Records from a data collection
• • •

use crate::domain::errors::ValidationError;

/// Non-negative, finite quote price.
#[derive(Debug, Clone, Copy, PartialEq, PartialOrd)]
pub struct Price(f64);

impl Price {
    pub fn new(value: f64) -> Result<Self, ValidationError> {
        if !value.is_finite() {
            return Err(ValidationError::MustBeFinite);
        }
        if value < 0.0 {
            return Err(ValidationError::InvalidPrice(format!(
                "price must be non-negative, got {}",
                value
            )));
        }
        Ok(Price(value))
    }

    pub fn value(&self) -> f64 {
        self.0
    }

    /// Relative change from `self` to `other`, as a fraction. Zero when `self` is zero.
    pub fn change_to(&self, other: Price) -> f64 {
        if self.0 == 0.0 {
            0.0
        } else {
            (other.0 - self.0) / self.0
        }
    }
}

impl std::fmt::Display for Price {
    fn fmt(&self, f: &mut std::fmt::Formatter<'_>) -> std::fmt::Result {
        write!(f, "{:.4}", self.0)
    }
}

#[cfg(test)]
mod tests {
    use super::*;

    #[test]
    fn test_price_new_valid() {
        let price = Price::new(100.0).unwrap();
        assert_eq!(price.value(), 100.0);
    }

    #[test]
    fn test_price_new_negative() {
        assert!(matches!(
            Price::new(-10.0),
            Err(ValidationError::InvalidPrice(_))
        ));
    }

    #[test]
    fn test_price_rejects_nan_and_infinity() {
        assert!(matches!(Price::new(f64::NAN), Err(ValidationError::MustBeFinite)));
        assert!(matches!(
            Price::new(f64::INFINITY),
            Err(ValidationError::MustBeFinite)
        ));
    }

    #[test]
    fn test_price_change_to() {
        let from = Price::new(100.0).unwrap();
        let to = Price::new(110.0).unwrap();
        assert!((from.change_to(to) - 0.10).abs() < 1e-12);
        assert_eq!(Price::new(0.0).unwrap().change_to(to), 0.0);
    }
}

• • •

_Your goal_.
Print each line, exactly as written, from the one that contains "let to = Price::new(110.0).unwrap();" to the end of the data above, with both end lines included and nothing else.

_Solution to the problem_.
        let to = Price::new(110.0).unwrap();
        assert!((from.change_to(to) - 0.10).abs() < 1e-12);
        assert_eq!(Price::new(0.0).unwrap().change_to(to), 0.0);
    }
}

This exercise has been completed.